Problem requirements => Reproduce the records in full. Alter nothing.
== Data section ==
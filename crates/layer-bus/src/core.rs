//! # Bus Core
//!
//! Owns the handler registry and the query cache behind one lock and
//! drives every dispatch.
//!
//! ## Serialization Domain
//!
//! Registry and cache live in a single `BusState` behind a
//! `parking_lot::Mutex`. Critical sections are short lookups or inserts;
//! the lock is never held across an `.await`. Handler bodies run as
//! spawned tokio tasks, outside the lock, and may overlap freely with
//! each other and with new bus calls.
//!
//! ## Dispatch
//!
//! | Operation | Handlers | Routing violation | Handler failure |
//! |-----------|----------|-------------------|-----------------|
//! | `publish` | all matching, concurrent | counted, skipped when strict | isolated, excluded from count |
//! | `send` | exactly one, raced | `Err` | `Err(ExecutionFailed)` / `Err(Timeout)` |
//! | `query` | exactly one, raced, cached | `Err` when strict | failed `Response` |

use crate::cache::{derive_cache_key, CacheStatistics, QueryCache};
use crate::handler::{downcast_output, BoxFuture, CommandHandler, EventHandler, QueryHandler};
use crate::metrics::{BusCounter, BusMetrics, MetricsSink, MetricsSnapshot, TraceOutcome, TraceRecord};
use crate::registration::Registration;
use crate::registry::{
    query_type_name, HandlerRegistry, RegistrationId, RegistrationOptions, RegistryIntrospection,
};
use bus_types::{
    BusConfig, BusError, Command, Envelope, Event, LayerGraph, MessageKind, Query, Response,
    RoutingViolation,
};
use parking_lot::Mutex;
use serde::Serialize;
use std::any::{type_name, Any};
use std::sync::Arc;
use std::time::Duration;
use tokio::task::{JoinError, JoinHandle, JoinSet};
use tokio::time::{timeout, Instant};
use tracing::{debug, error, warn};

/// State guarded by the core's lock.
pub(crate) struct BusState {
    pub(crate) registry: HandlerRegistry,
    pub(crate) cache: QueryCache,
}

/// The dispatch engine behind [`crate::MessageBus`].
pub struct BusCore {
    state: Arc<Mutex<BusState>>,
    config: BusConfig,
    graph: LayerGraph,
    metrics: BusMetrics,
    sink: Arc<dyn MetricsSink>,
}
===
Response =>
filename crates/layer-bus/src/core.rs
//! # Bus Core
//!
//! Owns the handler registry and the query cache behind one lock and
//! drives every dispatch.
//!
//! ## Serialization Domain
//!
//! Registry and cache live in a single `BusState` behind a
//! `parking_lot::Mutex`. Critical sections are short lookups or inserts;
//! the lock is never held across an `.await`. Handler bodies run as
//! spawned tokio tasks, outside the lock, and may overlap freely with
//! each other and with new bus calls.
//!
//! ## Dispatch
//!
//! | Operation | Handlers | Routing violation | Handler failure |
//! |-----------|----------|-------------------|-----------------|
//! | `publish` | all matching, concurrent | counted, skipped when strict | isolated, excluded from count |
//! | `send` | exactly one, raced | `Err` | `Err(ExecutionFailed)` / `Err(Timeout)` |
//! | `query` | exactly one, raced, cached | `Err` when strict | failed `Response` |

use crate::cache::{derive_cache_key, CacheStatistics, QueryCache};
use crate::handler::{downcast_output, BoxFuture, CommandHandler, EventHandler, QueryHandler};
use crate::metrics::{BusCounter, BusMetrics, MetricsSink, MetricsSnapshot, TraceOutcome, TraceRecord};
use crate::registration::Registration;
use crate::registry::{
    query_type_name, HandlerRegistry, RegistrationId, RegistrationOptions, RegistryIntrospection,
};
use bus_types::{
    BusConfig, BusError, Command, Envelope, Event, LayerGraph, MessageKind, Query, Response,
    RoutingViolation,
};
use parking_lot::Mutex;
use serde::Serialize;
use std::any::{type_name, Any};
use std::sync::Arc;
use std::time::Duration;
use tokio::task::{JoinError, JoinHandle, JoinSet};
use tokio::time::{timeout, Instant};
use tracing::{debug, error, warn};

/// State guarded by the core's lock.
pub(crate) struct BusState {
    pub(crate) registry: HandlerRegistry,
    pub(crate) cache: QueryCache,
}

/// The dispatch engine behind [`crate::MessageBus`].
pub struct BusCore {
    state: Arc<Mutex<BusState>>,
    config: BusConfig,
    graph: LayerGraph,
    metrics: BusMetrics,
    sink: Arc<dyn MetricsSink>,
}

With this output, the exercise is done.